Sadly, when lobbed the softest of softballs—a golden opportunity to rub my smug arrogant face in itself, intentionally served up to you on a platter—you completely and utterly whiffed it. Well done, Poindexter, on proving my thesis so quickly. I’m not happy about it; just disappointed, is all.

/out

--

† Nerd genes here too, remember.

Only a know-nothing could imagine that Silicon Valley is Neo-Nazi.

It doesn't pass any common sense test. A very large proportion of those contributing to US-tech are foreign born. Europeans, Chinese, Canadians, Indians. In Europe, for instance, only the most extreme of the right wing parties do not support universal healthcare. So by that standard even the Democrats are considered an extreme right wing party. Is it really sensible to believe that all these adults brought up in less right wing countries, who have to go through the very painful US legal immigration process, suddenly turn Neo-Nazi when they land in Silicon Valley?

Software and hardware development requires higher than average intelligence. Most studies correlate that with lower degrees of conservatism. Therefore, again, one would expect fewer conservatives than liberals developing software and hardware.

Finally, those techies who are right-wing constantly complain about being cancelled or losing their jobs. In Germany, during WWII, Nazis weren't losing their jobs. It was the left-wingers (in the old class struggle sense of the word) and the union leaders who lost their jobs and got sent off to concentration camps. The right-wing in the US is constantly complaining about conservative voices being deplatformed from social media. During WWII, in Germany, you were punished for listening to the BBC, not for listening to Nazi propaganda. Again, not very indicative of Silicon Valley being overrun by Neo-Nazis.

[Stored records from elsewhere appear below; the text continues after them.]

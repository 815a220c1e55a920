use actix_cors::Cors;
use actix_web::{middleware, web, App, HttpServer};
use clap::Parser;
use log::{error, info, warn};
use utoipa::OpenApi;
use utoipa_swagger_ui::SwaggerUi;

use std::path::Path;
use std::sync::Arc;

mod api;
mod blockchain;
mod config;

use blockchain::peers::{HttpPeerTransport, PeerTransport};
use blockchain::storage::{FileStore, SledStore};
use blockchain::{Address, Ledger, Wallet};
use config::{NodeConfig, StorageBackend};

// Load the node's wallet, creating and saving one on first start
fn load_or_create_wallet(path: &Path) -> Option<Wallet> {
    match Wallet::load_from(path) {
        Ok(wallet) => {
            info!("Loaded wallet with address: {}", wallet.address());
            Some(wallet)
        }
        Err(err) => {
            info!("No usable wallet at {} ({}), creating one", path.display(), err);
            let wallet = Wallet::new();
            match wallet.save_to(path) {
                Ok(()) => info!("Created wallet with address: {}", wallet.address()),
                Err(err) => {
                    warn!("Failed to save wallet: {}", err);
                    warn!("Mining is disabled until a wallet is created");
                    return None;
                }
            }
            Some(wallet)
        }
    }
}

// Build the ledger on the configured backend, falling back to memory
fn initialize_ledger(
    config: &NodeConfig,
    identity: Option<Address>,
    transport: Arc<dyn PeerTransport>,
) -> Ledger {
    let node_id = config.node_id();
    let ledger_config = config.ledger_config();

    match config.storage {
        StorageBackend::File => {
            let store = FileStore::new(&config.data_dir, &node_id);
            info!("Using ledger record at {}", store.path().display());
            Ledger::with_storage(node_id, identity, &ledger_config, transport, Arc::new(store))
        }
        StorageBackend::Sled => match SledStore::open(config.sled_path(), &node_id) {
            Ok(store) => {
                info!("Using sled database at {}", config.sled_path().display());
                Ledger::with_storage(node_id, identity, &ledger_config, transport, Arc::new(store))
            }
            Err(err) => {
                warn!("Failed to open sled database: {}", err);
                warn!("Creating in-memory ledger instead");
                Ledger::new(node_id, identity, &ledger_config, transport)
            }
        },
    }
}

#[derive(OpenApi)]
#[openapi(
    paths(
        api::handlers::get_chain,
        api::handlers::get_pending_transactions,
        api::handlers::new_transaction,
        api::handlers::broadcast_transaction,
        api::handlers::broadcast_block,
        api::handlers::mine_block,
        api::handlers::resolve_conflicts,
        api::handlers::get_balance,
        api::handlers::get_identity_balance,
        api::handlers::get_nodes,
        api::handlers::add_node,
        api::handlers::remove_node,
        api::handlers::get_wallet,
        api::handlers::create_wallet,
        api::handlers::load_wallet,
        api::handlers::validate_chain
    ),
    components(
        schemas(
            blockchain::Block,
            blockchain::Transaction,
            blockchain::crypto::Address,
            blockchain::crypto::DigitalSignature,
            blockchain::peers::BlockEnvelope,
            api::handlers::ChainResponse,
            api::handlers::TransactionRequest,
            api::handlers::TransactionResponse,
            api::handlers::MineResponse,
            api::handlers::ResolveResponse,
            api::handlers::BalanceResponse,
            api::handlers::NodeRequest,
            api::handlers::NodesResponse,
            api::handlers::WalletResponse
        )
    ),
    tags(
        (name = "ledger", description = "Ledger node API endpoints")
    ),
    info(
        title = "Ledger Node API",
        version = "1.0.0",
        description = "A proof-of-work ledger node",
        license(
            name = "MIT",
            url = "https://opensource.org/licenses/MIT"
        )
    )
)]
struct ApiDoc;

#[actix_web::main]
async fn main() -> anyhow::Result<()> {
    // Initialize logger
    env_logger::init_from_env(env_logger::Env::new().default_filter_or("info"));

    let config = NodeConfig::parse();

    std::fs::create_dir_all(&config.data_dir).unwrap_or_else(|e| {
        warn!("Failed to create data directory: {}", e);
    });

    let wallet = load_or_create_wallet(&config.wallet_path());
    let transport = Arc::new(HttpPeerTransport::new(config.peer_timeout())?);
    let ledger = initialize_ledger(
        &config,
        wallet.as_ref().map(|w| w.address().clone()),
        transport,
    );

    let node = web::Data::new(api::NodeState::new(
        ledger.clone(),
        wallet,
        config.wallet_path(),
    ));

    info!(
        "Starting node {} at http://{}:{}",
        ledger.node_id(),
        config.host,
        config.port
    );

    HttpServer::new(move || {
        let cors = Cors::default()
            .allow_any_origin()
            .allow_any_method()
            .allow_any_header()
            .max_age(3600);

        let openapi = ApiDoc::openapi();

        App::new()
            .wrap(middleware::Logger::default())
            .wrap(cors)
            .app_data(node.clone())
            .configure(api::configure_routes)
            .service(
                SwaggerUi::new("/swagger-ui/{_:.*}")
                    .url("/api-docs/openapi.json", openapi.clone())
            )
    })
    .bind((config.host.as_str(), config.port))?
    .run()
    .await?;

    if let Err(err) = ledger.flush() {
        error!("Final save failed: {}", err);
    }

    Ok(())
}
use chrono::{DateTime, Utc};
use serde::{Deserialize, Serialize};
use utoipa::ToSchema;

use super::transaction::Transaction;

/// Proof value carried by the genesis block
pub const GENESIS_PROOF: u64 = 100;

/// Represents a block in the chain.
///
/// Fields serialize in declaration order; that order is what gets hashed, so
/// it must stay identical on every node.
#[derive(Debug, Clone, PartialEq, Serialize, Deserialize, ToSchema)]
pub struct Block {
    /// Position in the chain, 0 for genesis
    pub index: u64,

    /// Digest of the preceding block, empty for genesis
    pub previous_hash: String,

    /// Transactions in insertion order, the mining reward last
    pub transactions: Vec<Transaction>,

    /// Proof of work (nonce)
    pub proof: u64,

    /// Timestamp when the block was created
    #[schema(value_type = String, example = "2023-01-01T12:00:00Z")]
    pub timestamp: DateTime<Utc>,
}

impl Block {
    /// Creates a new block stamped with the current time
    ///
    /// # Arguments
    ///
    /// * `index` - The index of the block in the chain
    /// * `previous_hash` - The digest of the previous block
    /// * `transactions` - The transactions to include, reward last
    /// * `proof` - The proof of work (nonce)
    ///
    /// # Returns
    ///
    /// A new Block instance
    pub fn new(
        index: u64,
        previous_hash: String,
        transactions: Vec<Transaction>,
        proof: u64,
    ) -> Self {
        Block {
            index,
            previous_hash,
            transactions,
            proof,
            timestamp: Utc::now(),
        }
    }

    /// The fixed first block shared by every node
    pub fn genesis() -> Self {
        Block {
            index: 0,
            previous_hash: String::new(),
            transactions: Vec::new(),
            proof: GENESIS_PROOF,
            timestamp: DateTime::<Utc>::default(),
        }
    }

    pub fn is_genesis(&self) -> bool {
        *self == Self::genesis()
    }

    /// Transactions covered by the proof of work: everything but the
    /// trailing reward.
    pub fn proof_transactions(&self) -> &[Transaction] {
        match self.transactions.split_last() {
            Some((_, rest)) => rest,
            None => &[],
        }
    }
}
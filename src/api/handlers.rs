use actix_web::{web, HttpResponse, Responder};
use log::warn;
use serde::{Deserialize, Serialize};
use utoipa::ToSchema;

use super::state::NodeState;
use crate::blockchain::peers::BlockEnvelope;
use crate::blockchain::{Address, Block, LedgerError, Transaction};

/// Data structure shared with every handler
pub type NodeData = web::Data<NodeState>;

/// Response for the chain endpoint
#[derive(Serialize, Deserialize, ToSchema)]
pub struct ChainResponse {
    /// The length of the chain
    pub length: usize,

    /// The blocks in the chain
    pub chain: Vec<Block>,

    /// Whether the chain is valid
    pub is_valid: bool,

    /// Whether a peer rejected one of our blocks
    pub resolve_conflicts: bool,
}

/// Request for a transfer signed by this node's wallet
#[derive(Serialize, Deserialize, ToSchema)]
pub struct TransactionRequest {
    /// The recipient's identity
    pub recipient: String,

    /// The amount to transfer
    pub amount: f64,
}

#[derive(Serialize, Deserialize, ToSchema)]
pub struct TransactionResponse {
    pub message: String,
    pub transaction: Transaction,
    /// Sender balance after the transfer
    pub funds: f64,
}

#[derive(Serialize, Deserialize, ToSchema)]
pub struct MineResponse {
    pub message: String,
    pub block: Block,
    /// Miner balance after the reward
    pub funds: f64,
}

#[derive(Serialize, Deserialize, ToSchema)]
pub struct ResolveResponse {
    pub message: String,
    /// Whether a peer chain replaced ours
    pub replaced: bool,
    pub length: usize,
}

#[derive(Serialize, Deserialize, ToSchema)]
pub struct BalanceResponse {
    pub address: String,
    pub balance: f64,
}

#[derive(Serialize, Deserialize, ToSchema)]
pub struct NodeRequest {
    /// Peer address as host:port
    pub node: String,
}

#[derive(Serialize, Deserialize, ToSchema)]
pub struct NodesResponse {
    pub message: String,
    pub all_nodes: Vec<String>,
}

#[derive(Serialize, Deserialize, ToSchema)]
pub struct WalletResponse {
    /// The wallet's address
    pub address: String,

    /// Hex-encoded secret key, only returned when the wallet is created
    #[serde(skip_serializing_if = "Option::is_none")]
    pub private_key: Option<String>,

    pub balance: f64,
}

fn error_response(err: LedgerError) -> HttpResponse {
    let mut response = match &err {
        LedgerError::Rejected(_)
        | LedgerError::NoIdentity
        | LedgerError::InvalidBlock(_)
        | LedgerError::InvalidPoolTransaction(_) => HttpResponse::BadRequest(),
        LedgerError::MiningInterrupted => HttpResponse::Conflict(),
        LedgerError::Persistence(_) | LedgerError::SystemError(_) => {
            HttpResponse::InternalServerError()
        }
    };

    response.json(serde_json::json!({ "error": err.to_string() }))
}

fn no_wallet() -> HttpResponse {
    HttpResponse::BadRequest().json(serde_json::json!({
        "error": "No wallet set up"
    }))
}

/// Get the full chain
///
/// Also consumed by peers during conflict resolution
#[utoipa::path(
    get,
    path = "/api/v1/chain",
    responses(
        (status = 200, description = "Chain retrieved successfully", body = ChainResponse)
    )
)]
pub async fn get_chain(node: NodeData) -> impl Responder {
    let chain = node.ledger.chain();

    let response = ChainResponse {
        length: chain.len(),
        chain,
        is_valid: node.ledger.is_valid(),
        resolve_conflicts: node.ledger.needs_resolve(),
    };

    HttpResponse::Ok().json(response)
}

/// Get all pending transactions
#[utoipa::path(
    get,
    path = "/api/v1/transactions/pending",
    responses(
        (status = 200, description = "Pending transactions retrieved successfully", body = Vec<Transaction>)
    )
)]
pub async fn get_pending_transactions(node: NodeData) -> impl Responder {
    HttpResponse::Ok().json(node.ledger.open_transactions())
}

/// Create a new transaction
///
/// Signs a transfer from this node's wallet, pools it and gossips it to peers
#[utoipa::path(
    post,
    path = "/api/v1/transactions/new",
    request_body = TransactionRequest,
    responses(
        (status = 201, description = "Transaction created successfully", body = TransactionResponse),
        (status = 400, description = "Invalid transaction or no wallet")
    )
)]
pub async fn new_transaction(
    node: NodeData,
    transaction_req: web::Json<TransactionRequest>,
) -> impl Responder {
    let wallet = match node.wallet() {
        Some(wallet) => wallet,
        None => return no_wallet(),
    };

    if transaction_req.recipient.is_empty() {
        return HttpResponse::BadRequest().json(serde_json::json!({
            "error": "Recipient is required"
        }));
    }

    let recipient = Address(transaction_req.recipient.clone());
    let amount = transaction_req.amount;
    let signature = wallet.sign_transaction(&recipient, amount);

    match node
        .ledger
        .submit_transaction(recipient, wallet.address().clone(), signature, amount)
        .await
    {
        Ok(transaction) => HttpResponse::Created().json(TransactionResponse {
            message: "Successfully added transaction".to_string(),
            transaction,
            funds: node.ledger.balance_of(wallet.address()),
        }),
        Err(err) => error_response(err),
    }
}

/// Receive a transaction gossiped by a peer
#[utoipa::path(
    post,
    path = "/api/v1/broadcast-transaction",
    request_body = Transaction,
    responses(
        (status = 201, description = "Transaction pooled"),
        (status = 400, description = "Transaction rejected")
    )
)]
pub async fn broadcast_transaction(
    node: NodeData,
    transaction: web::Json<Transaction>,
) -> impl Responder {
    let transaction = transaction.into_inner();

    match node.ledger.receive_transaction(
        transaction.recipient().clone(),
        transaction.sender().clone(),
        transaction.signature().clone(),
        transaction.amount(),
    ) {
        Ok(_) => HttpResponse::Created().json(serde_json::json!({
            "message": "Successfully added transaction"
        })),
        Err(err) => error_response(err),
    }
}

/// Receive a block mined by a peer
///
/// A block that directly extends our tail is validated and appended. A block
/// further ahead means our chain is behind, so a resolve is flagged.
#[utoipa::path(
    post,
    path = "/api/v1/broadcast-block",
    request_body = BlockEnvelope,
    responses(
        (status = 201, description = "Block appended"),
        (status = 200, description = "Peer is ahead, local chain flagged for resolve"),
        (status = 409, description = "Block invalid or peer chain is shorter")
    )
)]
pub async fn broadcast_block(node: NodeData, envelope: web::Json<BlockEnvelope>) -> impl Responder {
    let block = envelope.into_inner().block;
    let tail = node.ledger.last_block();

    if block.index == tail.index + 1 {
        match node.ledger.accept_block(block) {
            Ok(()) => HttpResponse::Created().json(serde_json::json!({
                "message": "Block added"
            })),
            Err(err) => {
                warn!("Rejected broadcast block: {}", err);
                HttpResponse::Conflict().json(serde_json::json!({
                    "error": format!("Block seems invalid: {}", err)
                }))
            }
        }
    } else if block.index > tail.index {
        node.ledger.flag_conflict();
        HttpResponse::Ok().json(serde_json::json!({
            "message": "Blockchain seems to differ from local blockchain"
        }))
    } else {
        HttpResponse::Conflict().json(serde_json::json!({
            "error": "Blockchain seems to be shorter, block not added"
        }))
    }
}

/// Mine a new block
///
/// Refused while a conflict is pending resolution
#[utoipa::path(
    post,
    path = "/api/v1/mine",
    responses(
        (status = 201, description = "Block mined successfully", body = MineResponse),
        (status = 400, description = "No identity or an invalid pending transaction"),
        (status = 409, description = "Conflicts must be resolved first, or mining was interrupted")
    )
)]
pub async fn mine_block(node: NodeData) -> impl Responder {
    if node.ledger.needs_resolve() {
        return HttpResponse::Conflict().json(serde_json::json!({
            "error": "Resolve conflicts first, block not added"
        }));
    }

    match node.ledger.mine().await {
        Ok(block) => HttpResponse::Created().json(MineResponse {
            message: "New Block Mined".to_string(),
            block,
            funds: node.ledger.balance().unwrap_or_default(),
        }),
        Err(err) => error_response(err),
    }
}

/// Adopt the longest valid chain among peers
#[utoipa::path(
    post,
    path = "/api/v1/resolve-conflicts",
    responses(
        (status = 200, description = "Resolution finished", body = ResolveResponse)
    )
)]
pub async fn resolve_conflicts(node: NodeData) -> impl Responder {
    let replaced = node.ledger.resolve().await;

    let message = if replaced {
        "Chain was replaced"
    } else {
        "Local chain kept"
    };

    HttpResponse::Ok().json(ResolveResponse {
        message: message.to_string(),
        replaced,
        length: node.ledger.chain().len(),
    })
}

/// Get this node's balance
#[utoipa::path(
    get,
    path = "/api/v1/balance",
    responses(
        (status = 200, description = "Balance retrieved successfully", body = BalanceResponse),
        (status = 400, description = "No wallet set up")
    )
)]
pub async fn get_balance(node: NodeData) -> impl Responder {
    let identity = match node.ledger.identity() {
        Some(identity) => identity,
        None => return no_wallet(),
    };

    HttpResponse::Ok().json(BalanceResponse {
        balance: node.ledger.balance_of(&identity),
        address: identity.0,
    })
}

/// Get the balance of any identity
#[utoipa::path(
    get,
    path = "/api/v1/balance/{identity}",
    params(
        ("identity" = String, Path, description = "Identity to look up")
    ),
    responses(
        (status = 200, description = "Balance retrieved successfully", body = BalanceResponse)
    )
)]
pub async fn get_identity_balance(node: NodeData, identity: web::Path<String>) -> impl Responder {
    let identity = Address(identity.into_inner());

    HttpResponse::Ok().json(BalanceResponse {
        balance: node.ledger.balance_of(&identity),
        address: identity.0,
    })
}

/// List known peers
#[utoipa::path(
    get,
    path = "/api/v1/nodes",
    responses(
        (status = 200, description = "Peers retrieved successfully", body = NodesResponse)
    )
)]
pub async fn get_nodes(node: NodeData) -> impl Responder {
    HttpResponse::Ok().json(NodesResponse {
        message: "Known nodes".to_string(),
        all_nodes: node.ledger.peers(),
    })
}

/// Add a peer
#[utoipa::path(
    post,
    path = "/api/v1/nodes",
    request_body = NodeRequest,
    responses(
        (status = 201, description = "Peer added", body = NodesResponse),
        (status = 400, description = "No node given")
    )
)]
pub async fn add_node(node: NodeData, node_req: web::Json<NodeRequest>) -> impl Responder {
    let peer = node_req.node.trim();
    if peer.is_empty() {
        return HttpResponse::BadRequest().json(serde_json::json!({
            "error": "No node data found"
        }));
    }

    node.ledger.add_peer(peer);

    HttpResponse::Created().json(NodesResponse {
        message: "Node added successfully".to_string(),
        all_nodes: node.ledger.peers(),
    })
}

/// Remove a peer
#[utoipa::path(
    delete,
    path = "/api/v1/nodes/{node}",
    params(
        ("node" = String, Path, description = "Peer address to forget")
    ),
    responses(
        (status = 200, description = "Peer removed", body = NodesResponse)
    )
)]
pub async fn remove_node(node: NodeData, peer: web::Path<String>) -> impl Responder {
    node.ledger.remove_peer(&peer);

    HttpResponse::Ok().json(NodesResponse {
        message: "Node removed".to_string(),
        all_nodes: node.ledger.peers(),
    })
}

/// Get the wallet this node mines and signs with
#[utoipa::path(
    get,
    path = "/api/v1/wallet",
    responses(
        (status = 200, description = "Current wallet", body = WalletResponse),
        (status = 400, description = "No wallet set up")
    )
)]
pub async fn get_wallet(node: NodeData) -> impl Responder {
    match node.wallet() {
        Some(wallet) => HttpResponse::Ok().json(WalletResponse {
            address: wallet.address().0.clone(),
            private_key: None,
            balance: node.ledger.balance_of(wallet.address()),
        }),
        None => no_wallet(),
    }
}

/// Create a new wallet
///
/// The keys are saved for this node and become its identity
#[utoipa::path(
    post,
    path = "/api/v1/wallet",
    responses(
        (status = 201, description = "Wallet created successfully", body = WalletResponse),
        (status = 500, description = "Saving the keys failed")
    )
)]
pub async fn create_wallet(node: NodeData) -> impl Responder {
    match node.create_wallet() {
        Ok(wallet) => HttpResponse::Created().json(WalletResponse {
            address: wallet.address().0.clone(),
            private_key: Some(hex::encode(wallet.export_secret_key())),
            balance: node.ledger.balance_of(wallet.address()),
        }),
        Err(err) => HttpResponse::InternalServerError().json(serde_json::json!({
            "error": format!("Failed to create wallet: {}", err)
        })),
    }
}

/// Reload the wallet saved for this node
#[utoipa::path(
    post,
    path = "/api/v1/wallet/load",
    responses(
        (status = 200, description = "Wallet loaded", body = WalletResponse),
        (status = 500, description = "Loading the keys failed")
    )
)]
pub async fn load_wallet(node: NodeData) -> impl Responder {
    match node.load_wallet() {
        Ok(wallet) => HttpResponse::Ok().json(WalletResponse {
            address: wallet.address().0.clone(),
            private_key: None,
            balance: node.ledger.balance_of(wallet.address()),
        }),
        Err(err) => HttpResponse::InternalServerError().json(serde_json::json!({
            "error": format!("Failed to load wallet: {}", err)
        })),
    }
}

/// Check if the local chain is valid
#[utoipa::path(
    get,
    path = "/api/v1/validate",
    responses(
        (status = 200, description = "Chain validation status", body = bool)
    )
)]
pub async fn validate_chain(node: NodeData) -> impl Responder {
    HttpResponse::Ok().json(node.ledger.is_valid())
}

So what do the statistics say?

https://archive.fo/P2P9R

Yes, there are some conservatives, but way fewer than in most other industries, including the media.

These figures predate the Mother Jones article by 3 years. It's quite unlikely that everyone in Silicon Valley became Neo-Nazi in 3 years.

I'll note that the Mother Jones article conflates "tech-savvy" with people employed to create technology. Actually, tech-savvy includes "partial nerds" who proclaim how much they think they know, particularly about business... which reminds me of a rather loud person on this thread.

But even if one were to say, for the sake of argument, that the largest group of those labeled "alt-right" were technologists from SV, it does not imply that most technologists from SV are right-wing. It could also imply that the distribution of "alt-right" beliefs across the US is homogeneous. But it would suggest that conservatives in SV feel ostracized, and react by becoming radicalized, which is unfortunate.

That Mother Jones article does not demonstrate skill at thinking or at math. Only skill at advocacy. People who believe such articles might consider improving their critical thinking skills

Just as someone on this forum has been arguing very passionately that Apple "owes nerds nothing", I'll point out that the media no longer believes it owes you the truth... and that even fact-checking does not include determining whether the cited facts were cherry-picked to give the wrong impression.

The only thing that Mother Jones article does demonstrate is that when you go looking for uneducated bigoted people in any field, you can find some. How surprising!